If you think about lactation too hard, it starts to seem a little strange — like the biological equivalent of saying the word "that" over and over until it's just a weird sound you're making. But, writes Nicholas Day at Slate, the sort of existential weirdness of breast milk is nothing compared to what's going on in the stuff at a chemical level. For instance, breast milk contains sugars that aren't actually digestible by human infants. That's because they aren't meant for the infant, itself. Rather, your breast milk is helpfully feeding your baby's intestinal bacteria. Freakier still: In monkeys, the chemical composition of breast milk can change, depending on factors like your baby's sex and whether your baby is showing signs of illness.

  • Brainspore

    *Thoughtfully sips latté.*

  • Cicada Mania

    You say weird, I say amazing.

  • Boundegar

    I don’t see what’s freaky and weird here.  Biology.  Evolution.  Titty milk made my son strong and healthy.

  • JoeBuck

    This may be relevant to some proposals to try to re-create extinct animals from their DNA. A living thing is an ecosystem; from insects to humans, we rely on a huge number of symbiotic creatures with completely different DNA.  If termites somehow went extinct, and we cloned new ones from their DNA, they would starve: they eat wood but rely on organisms in their guts to digest the wood.  Babies need their gut bacteria. Maybe neanderthals had different gut bacteria.

    • Brainspore

      Probably depends on how different the species is from modern-day relatives. I suspect a baby mammoth could probably survive with the milk and bacteria from a surrogate mother elephant.

  • timquinn

    Evolution does not care.

  • peregrinus

    Cool.  This should throw a bone to the creationistas,  I love the complexity of biology.

  • MurasakiMadness

    Also awesome: if the baby has an eye infection, you can squirt some milk into their eye straight from the jugs. 

  • pt68

     So, just thinking out loud here . . .  there are sugars (oligosaccharides, simple sugars) in human milk that humans don’t digest. Many vegans argue that we shouldn’t drink cow’s milk because there are sugars (disaccharides, simple sugars) that we can’t digest in it.
    Is it possible that the cow’s milk elements that we can’t digest have some other functions as well, even in the cow? Or that these sugars are similar?
    Interesting stuff!

  • anankesf

    That’s right, TITTY milk evolved and makes SONS stronger rawr…or not…perhaps it’s the JUG spraying?

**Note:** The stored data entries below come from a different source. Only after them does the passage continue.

//! Model handle
//!
//! The model is loaded once at startup and shared read-only by every
//! request for the life of the process.

use std::sync::Arc;
use std::time::Instant;

use zonos_tts_config::{ModelBackend, ModelsConfig, PhonemizerConfig};
use zonos_tts_core::Result;

use crate::{GraphInfo, SimpleSynthesizer, Synthesizer};

/// Shared handle to the loaded model
#[derive(Clone)]
pub struct ModelHandle {
    synthesizer: Arc<dyn Synthesizer>,
}

impl ModelHandle {
    /// Load the configured backend producing audio at `sample_rate`
    pub fn load(models: &ModelsConfig, phonemizer: &PhonemizerConfig, sample_rate: u32) -> Result<Self> {
        let started = Instant::now();

        let synthesizer: Arc<dyn Synthesizer> = match models.backend {
            ModelBackend::Simple => Arc::new(SimpleSynthesizer::new(sample_rate)),
            ModelBackend::Onnx => Self::load_onnx(models, phonemizer, sample_rate)?,
        };

        tracing::info!(
            model = synthesizer.name(),
            sample_rate,
            elapsed_ms = started.elapsed().as_millis() as u64,
            "Model ready"
        );

        Ok(Self { synthesizer })
    }

    #[cfg(feature = "onnx")]
    fn load_onnx(
        models: &ModelsConfig,
        phonemizer: &PhonemizerConfig,
        sample_rate: u32,
    ) -> Result<Arc<dyn Synthesizer>> {
        let synthesizer = crate::OnnxSynthesizer::load(models, phonemizer, sample_rate)?;
        Ok(Arc::new(synthesizer))
    }

    #[cfg(not(feature = "onnx"))]
    fn load_onnx(
        _models: &ModelsConfig,
        _phonemizer: &PhonemizerConfig,
        _sample_rate: u32,
    ) -> Result<Arc<dyn Synthesizer>> {
        Err(zonos_tts_core::Error::ModelLoad(
            "built without onnx support; enable the `onnx` feature or set models.backend = \"simple\""
                .to_string(),
        ))
    }

    /// Wrap an already constructed model
    pub fn from_synthesizer(synthesizer: Arc<dyn Synthesizer>) -> Self {
        Self { synthesizer }
    }

    pub fn synthesizer(&self) -> Arc<dyn Synthesizer> {
        self.synthesizer.clone()
    }

    pub fn name(&self) -> &str {
        self.synthesizer.name()
    }

    pub fn sample_rate(&self) -> u32 {
        self.synthesizer.sample_rate()
    }

    pub fn graphs(&self) -> Vec<GraphInfo> {
        self.synthesizer.graphs()
    }
}

impl std::fmt::Debug for ModelHandle {
    fn fmt(&self, f: &mut std::fmt::Formatter<'_>) -> std::fmt::Result {
        f.debug_struct("ModelHandle")
            .field("model", &self.synthesizer.name())
            .field("sample_rate", &self.synthesizer.sample_rate())
            .finish()
    }
}

#[cfg(test)]
mod tests {
    use super::*;
    use zonos_tts_core::Error;

    #[test]
    fn test_load_simple_backend() {
        let models = ModelsConfig {
            backend: ModelBackend::Simple,
            ..Default::default()
        };
        let handle = ModelHandle::load(&models, &PhonemizerConfig::default(), 24_000).unwrap();
        assert_eq!(handle.name(), "simple");
        assert_eq!(handle.sample_rate(), 24_000);
        assert!(handle.graphs().is_empty());
    }

    #[test]
    fn test_onnx_backend_without_models_fails() {
        let dir = tempfile::tempdir().unwrap();
        let models = ModelsConfig {
            backend: ModelBackend::Onnx,
            dir: dir.path().to_path_buf(),
            ..Default::default()
        };
        let err = ModelHandle::load(&models, &PhonemizerConfig::default(), 44_100).unwrap_err();
        assert!(matches!(err, Error::ModelLoad(_)));
    }
}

  • http://profiles.google.com/joshuabardwell Joshua Bardwell

    Think of this the next time some formula company touts the latest and greatest micronutrient that they have added to their recipe in order to make it closer to breast milk. Nothing can compete with breast milk for infant nutrition–nothing. And even if you could simulate breast milk to a tee, you couldn’t emulate the way that it changes dynamically in response to the infant’s needs.

    There is a time and place for formula, but no one should dispute that it is nutritionally inferior to breast milk.

  • James Churchill

    There’s all sorts of food that our microbiome helps us digest, so I’m not sure breast milk is particularly unusual in that respect – and since we don’t function at all well without that bacteria present, it seems increasingly obvious that those colonies *are* as much “me” or “you” as (say) a red blood cell is.

  • DreamboatSkanky

    It’s sweeter than the ripple wine. Yes it’s sweeter than the wine.

    http://www.youtube.com/watch?v=46EbjMkeghE

    • Antinous / Moderator

      I wonder how he feels about that song now, all things considered.

  • http://twitter.com/MadelineAshby Madeline Ashby

    Also, you can dab it on cuts to help them heal faster. 

    • Brainspore

      It’s the Windex of bodily fluids.

      (Yes, I just made a reference to a romantic comedy. So shoot me.)

      • Antinous / Moderator

        Actually, you beat me to it.

  • Jorpho

    In monkeys, the chemical composition of breast milk can change, depending on factors like your baby’s sex and whether your baby is showing signs of illness.

    C’mon, the real story here is the diagnostic powers of these prescient monkeys.

    • Brainspore

      …the chemical composition of breast milk can change, depending on factors like your baby’s sex and whether your baby is showing signs of illness.

      I bet my wife’s boobs got mightily confused when they were producing milk for our boy/girl twins.